The learned counsel appearing for the appellant
contended before us that on the plain language of Section
197 of the Code of Criminal Procedure, when the Court is
debarred from taking cognizance of the offence except with
the previous sanction of the competent authority, if it is
established that the offence alleged had been committed by
him while acting or purporting to act in discharge of his
official duty, there is no justification for the accused to
wait till the stage of framing of charge is reached and the
High Court, therefore was in error in not exercising the
jurisdiction vested in law.

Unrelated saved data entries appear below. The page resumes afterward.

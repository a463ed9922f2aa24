//! Front-end and augmentation properties over realistic 2 s clips.

use kws::{
    FeatureExtractor, KwsError, NoisePool, SpectralAugmenter, WaveformAugmenter,
    audio::mean_square,
    config::{AugmentConfig, FeatureConfig, Span, SpecAugmentConfig, StageConfig, Tau},
    pad_to_length,
    schedule::{ScheduleState, cosine_lr, warmup_lr},
};
use rand::{SeedableRng, rngs::StdRng};

fn speechy(len: usize, seed: u64) -> Vec<f32> {
    let f0 = 120.0 + 40.0 * seed as f32;
    (0..len)
        .map(|i| {
            let t = i as f32 / 16_000.0;
            let env = (std::f32::consts::PI * t / (len as f32 / 16_000.0)).sin();
            0.3 * env
                * ((2.0 * std::f32::consts::PI * f0 * t).sin()
                    + 0.5 * (2.0 * std::f32::consts::PI * 3.0 * f0 * t).sin())
        })
        .collect()
}

fn alternating(amp: f32, len: usize) -> Vec<f32> {
    (0..len).map(|i| if i % 2 == 0 { amp } else { -amp }).collect()
}

#[test]
fn frame_count_does_not_depend_on_clip_length() {
    let fx = FeatureExtractor::new(&FeatureConfig::default()).unwrap();
    let shapes: Vec<_> = [1_000, 9_999, 16_000, 25_000, 32_000]
        .into_iter()
        .map(|len| fx.extract(&speechy(len, 1)).unwrap().shape())
        .collect();
    assert!(shapes.iter().all(|&s| s == (40, 201)), "{shapes:?}");
}

#[test]
fn clip_longer_than_two_seconds_is_rejected() {
    let fx = FeatureExtractor::new(&FeatureConfig::default()).unwrap();
    assert!(matches!(
        fx.extract(&speechy(32_500, 2)),
        Err(KwsError::LengthExceeded { len: 32_500, max: 32_000 })
    ));
}

#[test]
fn padding_twice_equals_padding_once() {
    let x = speechy(12_345, 3);
    let once = pad_to_length(&x, 32_000).unwrap().into_owned();
    let twice = pad_to_length(&once, 32_000).unwrap().into_owned();
    assert_eq!(once, twice);
}

#[test]
fn padding_commutes_with_a_no_op_augmentation_chain() {
    let fx = FeatureExtractor::new(&FeatureConfig::default()).unwrap();
    let aug = WaveformAugmenter::identity();
    let mut rng = StdRng::seed_from_u64(8);

    for len in [4_000, 20_000, 32_000] {
        let x = speechy(len, 4);
        let augmented_then_padded = fx.extract(&aug.apply(&x, 1, &mut rng).unwrap()).unwrap();
        let padded = pad_to_length(&x, fx.clip_samples()).unwrap();
        let padded_then_augmented = fx
            .extract(&aug.apply(&padded, 1, &mut rng).unwrap())
            .unwrap();
        assert_eq!(augmented_then_padded, padded_then_augmented, "len={len}");
    }
}

#[test]
fn background_noise_on_silence_stays_within_pool_energy() {
    // every window of either clip has power 0.01 or 0.04
    let pool = NoisePool::new(vec![alternating(0.1, 501), alternating(0.2, 40_000)]).unwrap();
    let cfg = AugmentConfig {
        background_noise: StageConfig {
            probability: Span::new(1.0, 1.0),
            magnitude: Span::new(5.0, 20.0),
        },
        ..AugmentConfig::identity()
    };
    let aug = WaveformAugmenter::new(&cfg, Some(pool)).unwrap();

    let silence = vec![0.0f32; 32_000];
    for seed in 0..20 {
        let out = aug
            .apply(&silence, 3, &mut StdRng::seed_from_u64(seed))
            .unwrap();
        let power = mean_square(&out);
        assert!(
            (0.01 - 1e-4..=0.04 + 1e-4).contains(&power),
            "seed {seed}: power {power}"
        );
    }
}

#[test]
fn full_default_chain_keeps_two_second_clips_extractable() {
    let pool = NoisePool::new(vec![speechy(48_000, 9)]).unwrap();
    let aug = WaveformAugmenter::new(&AugmentConfig::default(), Some(pool)).unwrap();
    let fx = FeatureExtractor::new(&FeatureConfig::default()).unwrap();
    let mut rng = StdRng::seed_from_u64(21);
    for label in 0..6 {
        let out = aug.apply(&speechy(32_000, label as u64), label, &mut rng).unwrap();
        assert_eq!(out.len(), 32_000);
        assert!(out.iter().all(|s| s.is_finite()));
        assert_eq!(fx.extract(&out).unwrap().shape(), (40, 201));
    }
}

#[test]
fn tau_one_leaves_spectrograms_alone() {
    let fx = FeatureExtractor::new(&FeatureConfig::default()).unwrap();
    let spec = fx.extract(&speechy(32_000, 5)).unwrap();
    let cfg = SpecAugmentConfig {
        time_mask_num: 2,
        ..Default::default()
    };
    let aug = SpectralAugmenter::new(Tau::X1, &cfg);
    let mut rng = StdRng::seed_from_u64(0);
    for _ in 0..25 {
        assert_eq!(aug.apply(&spec, &mut rng), spec);
    }
}

#[test]
fn tau_eight_masks_at_most_seven_bins() {
    let fx = FeatureExtractor::new(&FeatureConfig::default()).unwrap();
    let spec = fx.extract(&speechy(32_000, 6)).unwrap();
    let aug = SpectralAugmenter::new(Tau::X8, &SpecAugmentConfig::default());
    let mut rng = StdRng::seed_from_u64(13);
    for _ in 0..100 {
        let out = aug.apply(&spec, &mut rng);
        let masked = (0..spec.n_mels())
            .filter(|&m| out.band(m) != spec.band(m))
            .count();
        assert!(masked <= 7, "{masked} bins masked");
    }
}

#[test]
fn schedule_boundaries_hold_across_shapes() {
    for (steps, epochs, warmup_epochs, floor) in [(10, 20, 5, 0.0), (3, 7, 1, 1e-3), (1, 4, 0, 0.0)] {
        let total = steps * epochs;
        let warmup = steps * warmup_epochs;
        let s = ScheduleState::new(total, warmup, 0.1, floor);
        assert_eq!(s.lr_at(0), if warmup == 0 { 0.1 } else { 0.0 });
        assert!((s.lr_at(total) - floor).abs() < 1e-12);
        if warmup > 0 {
            let below = warmup_lr(warmup, warmup, 0.1);
            let above = cosine_lr(warmup, warmup, total, 0.1, floor);
            assert!((below - above).abs() < 1e-12);
        }
    }
}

On the facts of the case, the
learned counsel submitted that the appellant being present
at the place of occurrence pursuant to an order of the
Magistrate with the Police Force and was required to remove
the encroachment in question and he ordered for firing when
the situation went out of control, while discharging the
duty of removal of encroachment and pursuant to such firing,
a person died and two persons were injured, the irresistible
conclusion is that the use of police force related to the
performance of the official duty of the accused appellant,
within the meaning of Section 197 of the Code of Criminal
Procedure and consequently, without prior sanction of the
competent authority, the Court could not have taken
cognizance of the offence on the basis of a private
complaint.
Mr. S.K. Sinha, the learned counsel appearing for
the complainant-respondent as well as Mr. B.B.Singh, the
learned counsel appearing for the State of Bihar, fairly
stated that the judgment of this Court in Birendra K.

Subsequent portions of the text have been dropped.